Material to process below:

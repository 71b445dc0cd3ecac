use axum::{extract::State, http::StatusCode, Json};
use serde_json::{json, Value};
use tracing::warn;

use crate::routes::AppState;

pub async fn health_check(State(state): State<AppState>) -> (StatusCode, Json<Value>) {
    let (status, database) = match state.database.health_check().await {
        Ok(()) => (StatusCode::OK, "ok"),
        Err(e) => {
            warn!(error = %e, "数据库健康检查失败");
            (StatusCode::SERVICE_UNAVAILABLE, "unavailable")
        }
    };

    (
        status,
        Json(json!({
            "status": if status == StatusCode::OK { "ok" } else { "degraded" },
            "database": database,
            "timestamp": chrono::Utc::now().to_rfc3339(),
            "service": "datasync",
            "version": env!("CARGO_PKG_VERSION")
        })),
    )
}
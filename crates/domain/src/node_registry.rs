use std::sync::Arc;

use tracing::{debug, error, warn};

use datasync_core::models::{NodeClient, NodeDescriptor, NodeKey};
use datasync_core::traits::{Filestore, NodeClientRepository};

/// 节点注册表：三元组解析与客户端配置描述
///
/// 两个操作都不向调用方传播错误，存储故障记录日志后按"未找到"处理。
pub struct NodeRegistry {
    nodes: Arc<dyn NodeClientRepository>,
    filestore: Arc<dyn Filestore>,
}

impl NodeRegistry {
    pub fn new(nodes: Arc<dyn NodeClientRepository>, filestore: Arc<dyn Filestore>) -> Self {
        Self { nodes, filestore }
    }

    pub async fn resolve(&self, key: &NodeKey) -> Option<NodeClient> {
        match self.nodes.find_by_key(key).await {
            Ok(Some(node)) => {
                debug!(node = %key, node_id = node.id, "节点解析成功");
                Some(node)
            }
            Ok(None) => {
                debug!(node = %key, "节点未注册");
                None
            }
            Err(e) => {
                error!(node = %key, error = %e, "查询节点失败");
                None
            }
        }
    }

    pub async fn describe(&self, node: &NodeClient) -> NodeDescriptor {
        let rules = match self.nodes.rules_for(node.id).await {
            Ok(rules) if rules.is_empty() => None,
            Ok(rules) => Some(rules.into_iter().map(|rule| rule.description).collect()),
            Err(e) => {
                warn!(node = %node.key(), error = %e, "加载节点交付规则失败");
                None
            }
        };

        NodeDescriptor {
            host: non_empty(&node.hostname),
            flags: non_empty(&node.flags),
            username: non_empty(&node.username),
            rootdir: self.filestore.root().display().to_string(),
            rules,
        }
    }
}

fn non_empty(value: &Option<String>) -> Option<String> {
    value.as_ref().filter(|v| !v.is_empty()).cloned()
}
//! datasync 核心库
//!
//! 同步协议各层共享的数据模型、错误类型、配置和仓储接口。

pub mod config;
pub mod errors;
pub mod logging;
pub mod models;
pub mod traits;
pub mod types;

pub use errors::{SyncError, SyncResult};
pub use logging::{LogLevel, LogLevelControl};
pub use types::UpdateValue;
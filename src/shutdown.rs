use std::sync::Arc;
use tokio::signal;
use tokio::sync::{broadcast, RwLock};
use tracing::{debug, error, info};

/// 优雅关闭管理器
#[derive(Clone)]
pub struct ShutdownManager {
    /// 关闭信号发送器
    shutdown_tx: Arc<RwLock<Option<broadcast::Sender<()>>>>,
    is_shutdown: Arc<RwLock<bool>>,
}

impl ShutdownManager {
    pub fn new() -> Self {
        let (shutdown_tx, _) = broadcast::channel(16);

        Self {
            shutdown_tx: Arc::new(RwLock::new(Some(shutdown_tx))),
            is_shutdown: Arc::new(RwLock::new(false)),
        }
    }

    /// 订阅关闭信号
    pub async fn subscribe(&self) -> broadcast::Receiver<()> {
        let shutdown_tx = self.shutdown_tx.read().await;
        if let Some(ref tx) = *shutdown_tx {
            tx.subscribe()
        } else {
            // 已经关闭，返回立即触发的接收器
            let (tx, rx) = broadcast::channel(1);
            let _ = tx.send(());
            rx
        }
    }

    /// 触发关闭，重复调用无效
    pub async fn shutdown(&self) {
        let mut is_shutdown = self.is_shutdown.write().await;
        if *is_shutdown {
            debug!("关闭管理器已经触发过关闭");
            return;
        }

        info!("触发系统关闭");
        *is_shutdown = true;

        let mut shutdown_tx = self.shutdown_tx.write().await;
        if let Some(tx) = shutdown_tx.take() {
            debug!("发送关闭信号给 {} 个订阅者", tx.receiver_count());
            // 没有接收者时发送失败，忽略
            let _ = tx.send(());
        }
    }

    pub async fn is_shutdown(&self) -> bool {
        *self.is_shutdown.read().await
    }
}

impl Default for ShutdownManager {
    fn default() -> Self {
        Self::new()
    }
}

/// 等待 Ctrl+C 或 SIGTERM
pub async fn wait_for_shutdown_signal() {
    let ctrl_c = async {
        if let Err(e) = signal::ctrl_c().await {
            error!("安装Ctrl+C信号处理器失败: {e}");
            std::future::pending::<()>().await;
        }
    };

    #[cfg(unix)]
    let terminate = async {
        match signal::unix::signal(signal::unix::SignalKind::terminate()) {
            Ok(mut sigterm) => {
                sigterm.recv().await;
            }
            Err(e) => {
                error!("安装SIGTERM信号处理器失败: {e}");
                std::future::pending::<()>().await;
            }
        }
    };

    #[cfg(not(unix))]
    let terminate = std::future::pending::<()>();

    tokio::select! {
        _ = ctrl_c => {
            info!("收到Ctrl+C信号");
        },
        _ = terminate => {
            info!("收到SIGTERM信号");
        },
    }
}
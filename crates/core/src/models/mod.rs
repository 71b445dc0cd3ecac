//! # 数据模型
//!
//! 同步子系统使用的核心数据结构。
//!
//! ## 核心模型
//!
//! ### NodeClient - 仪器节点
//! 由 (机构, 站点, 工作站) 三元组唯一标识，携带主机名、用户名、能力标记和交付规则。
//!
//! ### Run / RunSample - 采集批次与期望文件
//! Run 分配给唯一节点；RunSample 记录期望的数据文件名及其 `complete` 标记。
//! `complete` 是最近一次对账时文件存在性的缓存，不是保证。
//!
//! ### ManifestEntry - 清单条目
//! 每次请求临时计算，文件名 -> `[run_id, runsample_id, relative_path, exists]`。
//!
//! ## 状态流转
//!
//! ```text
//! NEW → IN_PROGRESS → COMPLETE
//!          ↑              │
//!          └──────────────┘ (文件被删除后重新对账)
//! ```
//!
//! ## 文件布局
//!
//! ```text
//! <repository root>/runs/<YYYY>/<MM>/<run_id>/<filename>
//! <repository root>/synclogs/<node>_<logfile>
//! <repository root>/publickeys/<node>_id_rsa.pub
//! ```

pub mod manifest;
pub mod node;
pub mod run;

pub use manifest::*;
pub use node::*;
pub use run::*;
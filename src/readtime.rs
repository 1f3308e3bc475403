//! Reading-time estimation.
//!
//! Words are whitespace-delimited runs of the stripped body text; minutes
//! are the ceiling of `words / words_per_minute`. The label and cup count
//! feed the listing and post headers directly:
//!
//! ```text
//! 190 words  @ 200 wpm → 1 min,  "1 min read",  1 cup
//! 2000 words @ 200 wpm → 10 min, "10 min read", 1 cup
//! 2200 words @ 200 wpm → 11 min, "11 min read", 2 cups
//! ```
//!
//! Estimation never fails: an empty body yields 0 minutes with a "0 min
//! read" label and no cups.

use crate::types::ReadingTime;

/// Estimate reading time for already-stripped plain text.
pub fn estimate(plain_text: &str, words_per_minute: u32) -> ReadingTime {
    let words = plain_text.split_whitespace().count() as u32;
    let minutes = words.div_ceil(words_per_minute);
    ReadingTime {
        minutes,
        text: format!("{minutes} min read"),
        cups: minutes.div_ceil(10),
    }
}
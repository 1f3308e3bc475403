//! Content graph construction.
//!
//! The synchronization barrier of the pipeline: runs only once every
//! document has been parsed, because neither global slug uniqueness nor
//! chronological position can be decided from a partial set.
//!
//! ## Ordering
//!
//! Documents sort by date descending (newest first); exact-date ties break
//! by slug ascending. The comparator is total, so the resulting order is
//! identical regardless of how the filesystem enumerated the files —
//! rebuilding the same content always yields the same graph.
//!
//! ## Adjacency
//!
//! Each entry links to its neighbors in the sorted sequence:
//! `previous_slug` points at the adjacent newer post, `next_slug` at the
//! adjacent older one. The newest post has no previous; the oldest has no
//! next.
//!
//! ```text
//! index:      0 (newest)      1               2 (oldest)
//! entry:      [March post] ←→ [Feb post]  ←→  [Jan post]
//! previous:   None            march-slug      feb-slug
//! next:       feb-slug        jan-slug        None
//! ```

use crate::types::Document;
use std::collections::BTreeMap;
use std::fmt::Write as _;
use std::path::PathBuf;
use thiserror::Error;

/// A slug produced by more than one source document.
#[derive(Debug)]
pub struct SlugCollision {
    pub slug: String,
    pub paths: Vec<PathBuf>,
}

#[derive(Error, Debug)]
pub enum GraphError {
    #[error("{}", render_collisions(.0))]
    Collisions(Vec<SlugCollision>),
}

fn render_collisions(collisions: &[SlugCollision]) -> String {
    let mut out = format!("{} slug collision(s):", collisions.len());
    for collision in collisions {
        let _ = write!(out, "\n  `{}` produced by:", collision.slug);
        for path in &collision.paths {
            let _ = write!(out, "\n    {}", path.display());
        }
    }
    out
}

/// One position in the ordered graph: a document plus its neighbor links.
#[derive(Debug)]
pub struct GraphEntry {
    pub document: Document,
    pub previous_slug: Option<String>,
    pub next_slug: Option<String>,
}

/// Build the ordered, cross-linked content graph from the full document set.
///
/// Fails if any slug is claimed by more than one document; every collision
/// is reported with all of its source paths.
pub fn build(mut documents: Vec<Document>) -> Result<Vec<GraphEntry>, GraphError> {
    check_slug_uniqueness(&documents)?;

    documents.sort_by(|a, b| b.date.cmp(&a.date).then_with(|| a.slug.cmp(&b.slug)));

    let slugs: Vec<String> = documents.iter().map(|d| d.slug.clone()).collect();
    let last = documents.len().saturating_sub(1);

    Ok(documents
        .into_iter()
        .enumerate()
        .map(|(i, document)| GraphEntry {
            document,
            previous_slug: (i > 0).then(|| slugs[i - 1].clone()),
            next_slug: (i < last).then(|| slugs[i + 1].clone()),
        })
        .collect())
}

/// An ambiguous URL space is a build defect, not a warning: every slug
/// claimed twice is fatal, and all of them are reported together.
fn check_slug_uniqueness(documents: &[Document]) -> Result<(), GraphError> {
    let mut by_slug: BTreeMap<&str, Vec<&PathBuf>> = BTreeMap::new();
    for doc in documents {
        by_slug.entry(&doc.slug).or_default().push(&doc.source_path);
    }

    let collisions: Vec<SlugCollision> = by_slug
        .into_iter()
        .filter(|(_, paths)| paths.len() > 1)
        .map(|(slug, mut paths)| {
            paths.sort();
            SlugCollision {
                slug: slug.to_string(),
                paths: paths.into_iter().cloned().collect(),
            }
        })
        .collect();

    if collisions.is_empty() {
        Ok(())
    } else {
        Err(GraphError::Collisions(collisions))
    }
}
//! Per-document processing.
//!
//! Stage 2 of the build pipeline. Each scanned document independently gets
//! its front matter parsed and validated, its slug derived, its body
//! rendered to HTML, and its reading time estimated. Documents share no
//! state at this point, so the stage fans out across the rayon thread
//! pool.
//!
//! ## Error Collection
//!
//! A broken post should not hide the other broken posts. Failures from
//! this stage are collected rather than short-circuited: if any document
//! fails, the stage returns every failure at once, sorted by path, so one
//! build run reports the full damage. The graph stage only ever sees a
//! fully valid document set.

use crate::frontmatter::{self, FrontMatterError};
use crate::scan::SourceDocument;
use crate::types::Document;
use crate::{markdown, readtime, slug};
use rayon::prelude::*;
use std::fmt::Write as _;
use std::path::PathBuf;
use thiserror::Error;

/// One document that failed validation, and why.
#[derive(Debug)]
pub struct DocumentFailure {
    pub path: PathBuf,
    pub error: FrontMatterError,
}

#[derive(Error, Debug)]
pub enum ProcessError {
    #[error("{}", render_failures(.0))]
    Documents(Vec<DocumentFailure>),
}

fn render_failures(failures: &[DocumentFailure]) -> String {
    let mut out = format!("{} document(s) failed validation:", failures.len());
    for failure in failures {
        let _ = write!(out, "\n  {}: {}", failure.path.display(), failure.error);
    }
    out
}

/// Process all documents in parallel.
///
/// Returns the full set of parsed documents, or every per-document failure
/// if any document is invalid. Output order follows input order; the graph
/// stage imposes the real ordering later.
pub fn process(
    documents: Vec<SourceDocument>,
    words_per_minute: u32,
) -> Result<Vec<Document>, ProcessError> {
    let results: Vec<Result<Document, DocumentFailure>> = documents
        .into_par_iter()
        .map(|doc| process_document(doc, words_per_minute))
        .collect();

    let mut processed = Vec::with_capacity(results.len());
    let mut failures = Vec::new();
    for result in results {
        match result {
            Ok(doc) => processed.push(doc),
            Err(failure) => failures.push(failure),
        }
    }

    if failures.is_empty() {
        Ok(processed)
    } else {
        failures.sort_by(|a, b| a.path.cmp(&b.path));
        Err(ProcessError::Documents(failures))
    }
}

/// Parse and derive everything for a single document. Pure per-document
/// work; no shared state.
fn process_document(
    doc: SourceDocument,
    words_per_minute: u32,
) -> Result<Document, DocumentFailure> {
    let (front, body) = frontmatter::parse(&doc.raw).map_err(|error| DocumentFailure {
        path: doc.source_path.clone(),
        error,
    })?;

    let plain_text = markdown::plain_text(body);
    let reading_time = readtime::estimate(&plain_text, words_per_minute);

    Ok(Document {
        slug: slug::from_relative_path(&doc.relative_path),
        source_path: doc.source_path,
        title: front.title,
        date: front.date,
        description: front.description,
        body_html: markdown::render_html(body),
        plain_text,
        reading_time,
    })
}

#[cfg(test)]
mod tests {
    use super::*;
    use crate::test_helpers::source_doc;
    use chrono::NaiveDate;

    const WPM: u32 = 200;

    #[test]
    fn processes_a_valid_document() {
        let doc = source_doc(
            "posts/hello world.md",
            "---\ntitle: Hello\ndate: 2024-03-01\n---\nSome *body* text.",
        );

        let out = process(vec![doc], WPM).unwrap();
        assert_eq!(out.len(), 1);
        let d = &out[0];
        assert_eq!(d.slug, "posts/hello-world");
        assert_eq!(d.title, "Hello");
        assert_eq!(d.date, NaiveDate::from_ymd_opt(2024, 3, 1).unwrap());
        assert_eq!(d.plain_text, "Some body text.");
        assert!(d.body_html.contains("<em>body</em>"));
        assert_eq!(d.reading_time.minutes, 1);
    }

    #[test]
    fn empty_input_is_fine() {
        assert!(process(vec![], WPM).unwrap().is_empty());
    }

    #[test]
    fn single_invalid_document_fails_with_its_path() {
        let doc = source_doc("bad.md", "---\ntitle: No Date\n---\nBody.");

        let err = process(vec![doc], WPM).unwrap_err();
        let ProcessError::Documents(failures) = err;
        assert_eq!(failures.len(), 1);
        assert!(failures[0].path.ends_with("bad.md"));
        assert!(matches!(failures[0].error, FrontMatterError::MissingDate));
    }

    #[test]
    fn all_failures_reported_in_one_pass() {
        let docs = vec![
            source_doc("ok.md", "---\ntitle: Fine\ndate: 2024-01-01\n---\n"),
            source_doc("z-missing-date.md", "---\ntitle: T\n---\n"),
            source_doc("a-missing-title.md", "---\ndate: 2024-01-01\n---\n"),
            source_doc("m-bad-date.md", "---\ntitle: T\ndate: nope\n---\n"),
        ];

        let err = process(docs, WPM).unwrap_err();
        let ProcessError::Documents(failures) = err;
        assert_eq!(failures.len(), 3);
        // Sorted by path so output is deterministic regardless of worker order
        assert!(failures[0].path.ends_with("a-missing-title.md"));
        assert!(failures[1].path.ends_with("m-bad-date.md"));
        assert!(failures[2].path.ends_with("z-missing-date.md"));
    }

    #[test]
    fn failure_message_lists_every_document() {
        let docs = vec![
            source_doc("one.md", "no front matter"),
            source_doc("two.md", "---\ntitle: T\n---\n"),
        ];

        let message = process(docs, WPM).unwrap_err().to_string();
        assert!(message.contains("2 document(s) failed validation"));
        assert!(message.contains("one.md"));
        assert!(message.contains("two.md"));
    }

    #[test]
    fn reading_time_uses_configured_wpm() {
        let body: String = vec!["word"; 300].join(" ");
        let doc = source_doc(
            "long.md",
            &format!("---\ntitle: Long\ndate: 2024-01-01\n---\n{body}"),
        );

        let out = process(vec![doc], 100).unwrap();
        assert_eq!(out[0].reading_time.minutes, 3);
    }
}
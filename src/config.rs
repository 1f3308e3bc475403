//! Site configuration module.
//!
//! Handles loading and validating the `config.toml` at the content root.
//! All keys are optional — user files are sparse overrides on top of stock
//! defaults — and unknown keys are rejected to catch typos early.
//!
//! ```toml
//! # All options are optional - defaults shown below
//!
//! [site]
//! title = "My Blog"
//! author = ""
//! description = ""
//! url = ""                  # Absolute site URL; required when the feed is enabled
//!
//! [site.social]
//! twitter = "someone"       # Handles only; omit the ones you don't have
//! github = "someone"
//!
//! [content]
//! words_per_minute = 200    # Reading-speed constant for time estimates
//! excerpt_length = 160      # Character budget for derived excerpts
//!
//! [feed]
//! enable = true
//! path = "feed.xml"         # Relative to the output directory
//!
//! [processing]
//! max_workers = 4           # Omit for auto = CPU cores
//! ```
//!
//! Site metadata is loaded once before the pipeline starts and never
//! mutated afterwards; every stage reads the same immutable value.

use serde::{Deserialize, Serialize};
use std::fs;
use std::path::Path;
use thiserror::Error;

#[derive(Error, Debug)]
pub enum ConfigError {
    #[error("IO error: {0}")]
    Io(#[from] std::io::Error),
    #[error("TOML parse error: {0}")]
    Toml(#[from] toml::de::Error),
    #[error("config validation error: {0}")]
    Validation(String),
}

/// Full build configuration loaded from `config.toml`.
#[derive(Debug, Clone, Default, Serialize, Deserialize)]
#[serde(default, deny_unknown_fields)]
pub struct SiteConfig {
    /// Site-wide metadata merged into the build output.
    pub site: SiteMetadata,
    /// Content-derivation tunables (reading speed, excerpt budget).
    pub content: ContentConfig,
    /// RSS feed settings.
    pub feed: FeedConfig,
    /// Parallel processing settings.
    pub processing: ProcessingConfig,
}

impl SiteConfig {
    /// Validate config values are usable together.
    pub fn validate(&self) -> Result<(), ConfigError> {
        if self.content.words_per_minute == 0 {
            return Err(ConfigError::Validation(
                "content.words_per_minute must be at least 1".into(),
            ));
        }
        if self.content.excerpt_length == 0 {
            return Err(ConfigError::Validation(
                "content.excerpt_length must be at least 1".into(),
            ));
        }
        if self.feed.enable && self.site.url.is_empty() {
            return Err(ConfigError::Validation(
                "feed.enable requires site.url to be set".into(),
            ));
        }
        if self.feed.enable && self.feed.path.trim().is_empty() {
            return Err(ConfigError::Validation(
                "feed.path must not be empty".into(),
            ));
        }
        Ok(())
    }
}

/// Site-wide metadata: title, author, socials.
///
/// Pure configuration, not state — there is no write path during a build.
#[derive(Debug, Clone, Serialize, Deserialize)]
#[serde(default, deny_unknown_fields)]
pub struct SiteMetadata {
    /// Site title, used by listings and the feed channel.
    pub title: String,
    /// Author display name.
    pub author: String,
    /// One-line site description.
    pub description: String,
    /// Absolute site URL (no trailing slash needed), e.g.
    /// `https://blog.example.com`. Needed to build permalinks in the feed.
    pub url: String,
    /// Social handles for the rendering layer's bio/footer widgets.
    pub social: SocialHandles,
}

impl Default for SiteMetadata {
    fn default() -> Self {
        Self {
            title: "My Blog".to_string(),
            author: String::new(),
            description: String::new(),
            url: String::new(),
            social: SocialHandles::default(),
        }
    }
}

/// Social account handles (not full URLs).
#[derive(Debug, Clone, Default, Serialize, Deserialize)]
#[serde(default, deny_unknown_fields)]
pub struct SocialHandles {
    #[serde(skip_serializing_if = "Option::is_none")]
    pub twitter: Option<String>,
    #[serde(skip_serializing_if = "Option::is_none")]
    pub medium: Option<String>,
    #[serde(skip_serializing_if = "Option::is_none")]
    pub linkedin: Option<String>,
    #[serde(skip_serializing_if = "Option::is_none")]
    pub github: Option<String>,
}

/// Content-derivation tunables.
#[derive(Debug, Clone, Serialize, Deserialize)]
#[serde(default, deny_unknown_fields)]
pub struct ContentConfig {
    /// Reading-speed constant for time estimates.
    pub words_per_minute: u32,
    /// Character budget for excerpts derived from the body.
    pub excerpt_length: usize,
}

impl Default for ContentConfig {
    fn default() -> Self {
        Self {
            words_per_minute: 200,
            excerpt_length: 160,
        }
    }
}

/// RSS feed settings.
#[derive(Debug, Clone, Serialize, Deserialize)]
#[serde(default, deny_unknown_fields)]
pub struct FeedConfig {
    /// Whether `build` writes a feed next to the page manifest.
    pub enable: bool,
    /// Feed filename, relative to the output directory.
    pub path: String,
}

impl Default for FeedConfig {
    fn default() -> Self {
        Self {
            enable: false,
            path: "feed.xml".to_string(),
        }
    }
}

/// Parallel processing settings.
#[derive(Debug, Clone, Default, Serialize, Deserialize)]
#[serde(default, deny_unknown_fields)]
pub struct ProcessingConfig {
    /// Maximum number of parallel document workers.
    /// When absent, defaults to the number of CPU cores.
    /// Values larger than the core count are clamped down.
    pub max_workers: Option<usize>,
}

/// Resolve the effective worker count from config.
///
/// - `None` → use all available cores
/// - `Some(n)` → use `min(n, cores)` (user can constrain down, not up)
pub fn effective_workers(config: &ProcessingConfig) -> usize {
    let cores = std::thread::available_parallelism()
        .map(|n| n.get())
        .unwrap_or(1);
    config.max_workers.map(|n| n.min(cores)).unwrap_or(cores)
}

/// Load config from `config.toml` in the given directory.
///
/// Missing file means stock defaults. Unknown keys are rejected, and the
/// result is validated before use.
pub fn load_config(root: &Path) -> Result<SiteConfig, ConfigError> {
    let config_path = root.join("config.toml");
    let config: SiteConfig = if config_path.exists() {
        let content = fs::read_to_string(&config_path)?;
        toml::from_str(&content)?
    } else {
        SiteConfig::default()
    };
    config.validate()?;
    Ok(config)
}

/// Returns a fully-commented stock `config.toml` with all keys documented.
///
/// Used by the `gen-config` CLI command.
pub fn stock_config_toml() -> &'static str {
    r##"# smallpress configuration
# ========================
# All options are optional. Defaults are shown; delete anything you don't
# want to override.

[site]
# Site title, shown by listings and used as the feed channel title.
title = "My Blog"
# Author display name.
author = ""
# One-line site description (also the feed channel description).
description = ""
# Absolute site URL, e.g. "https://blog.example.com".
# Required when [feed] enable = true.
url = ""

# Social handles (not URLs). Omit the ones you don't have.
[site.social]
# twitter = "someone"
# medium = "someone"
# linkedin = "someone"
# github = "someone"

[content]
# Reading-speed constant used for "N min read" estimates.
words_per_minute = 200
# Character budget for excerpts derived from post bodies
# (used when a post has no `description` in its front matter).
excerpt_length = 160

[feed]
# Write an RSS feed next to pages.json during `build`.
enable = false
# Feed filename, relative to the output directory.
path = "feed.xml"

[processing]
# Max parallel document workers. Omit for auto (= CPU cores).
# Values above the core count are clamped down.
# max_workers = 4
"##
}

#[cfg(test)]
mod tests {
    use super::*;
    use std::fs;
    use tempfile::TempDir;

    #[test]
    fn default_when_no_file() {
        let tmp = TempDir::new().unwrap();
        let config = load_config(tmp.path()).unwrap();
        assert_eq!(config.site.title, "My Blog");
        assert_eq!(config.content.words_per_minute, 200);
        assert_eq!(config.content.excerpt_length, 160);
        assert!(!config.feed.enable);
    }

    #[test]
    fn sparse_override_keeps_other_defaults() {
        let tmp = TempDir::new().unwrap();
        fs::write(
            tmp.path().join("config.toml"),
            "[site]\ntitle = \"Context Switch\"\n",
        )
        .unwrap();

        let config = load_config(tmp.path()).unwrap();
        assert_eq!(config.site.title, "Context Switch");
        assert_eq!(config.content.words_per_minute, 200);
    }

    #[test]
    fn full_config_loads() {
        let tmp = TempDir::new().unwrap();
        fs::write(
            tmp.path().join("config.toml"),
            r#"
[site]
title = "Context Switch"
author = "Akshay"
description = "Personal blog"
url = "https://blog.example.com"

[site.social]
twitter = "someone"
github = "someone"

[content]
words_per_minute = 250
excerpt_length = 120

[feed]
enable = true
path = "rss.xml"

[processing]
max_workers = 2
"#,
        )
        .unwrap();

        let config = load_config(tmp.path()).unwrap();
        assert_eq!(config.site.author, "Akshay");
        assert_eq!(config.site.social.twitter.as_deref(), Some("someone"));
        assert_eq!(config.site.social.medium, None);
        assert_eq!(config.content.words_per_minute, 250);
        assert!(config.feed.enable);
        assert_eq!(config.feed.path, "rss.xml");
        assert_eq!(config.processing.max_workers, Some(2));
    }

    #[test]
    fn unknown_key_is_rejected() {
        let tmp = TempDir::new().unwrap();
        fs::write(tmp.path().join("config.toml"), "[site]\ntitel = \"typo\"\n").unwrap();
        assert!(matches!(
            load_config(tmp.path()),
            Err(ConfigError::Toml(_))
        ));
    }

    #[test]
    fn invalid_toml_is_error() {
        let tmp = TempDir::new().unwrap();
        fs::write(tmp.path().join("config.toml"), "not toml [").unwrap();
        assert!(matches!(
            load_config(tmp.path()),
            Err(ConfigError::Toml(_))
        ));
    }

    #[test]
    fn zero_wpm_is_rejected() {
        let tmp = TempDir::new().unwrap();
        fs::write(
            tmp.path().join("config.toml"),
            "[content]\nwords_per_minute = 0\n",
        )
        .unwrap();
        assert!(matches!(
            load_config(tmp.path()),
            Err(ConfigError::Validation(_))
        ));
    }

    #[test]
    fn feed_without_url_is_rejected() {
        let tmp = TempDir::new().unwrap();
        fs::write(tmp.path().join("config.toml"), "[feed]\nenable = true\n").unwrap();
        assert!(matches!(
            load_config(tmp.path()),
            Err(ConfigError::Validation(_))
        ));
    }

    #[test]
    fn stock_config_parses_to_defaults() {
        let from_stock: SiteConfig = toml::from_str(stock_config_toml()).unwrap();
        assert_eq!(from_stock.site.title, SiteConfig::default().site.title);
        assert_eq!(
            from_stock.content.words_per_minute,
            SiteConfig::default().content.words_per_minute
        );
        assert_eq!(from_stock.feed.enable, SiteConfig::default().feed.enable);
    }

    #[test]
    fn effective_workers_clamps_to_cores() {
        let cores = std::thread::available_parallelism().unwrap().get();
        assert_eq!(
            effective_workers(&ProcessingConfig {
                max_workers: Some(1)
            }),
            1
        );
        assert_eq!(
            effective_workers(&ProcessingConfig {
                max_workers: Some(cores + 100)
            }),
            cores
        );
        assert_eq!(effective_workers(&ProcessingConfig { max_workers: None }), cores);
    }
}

End of Material to process.

> [What this task involves]: Within the listing, how many lines include the string "processed"? Supply the number and no further words.

> [Response]: 3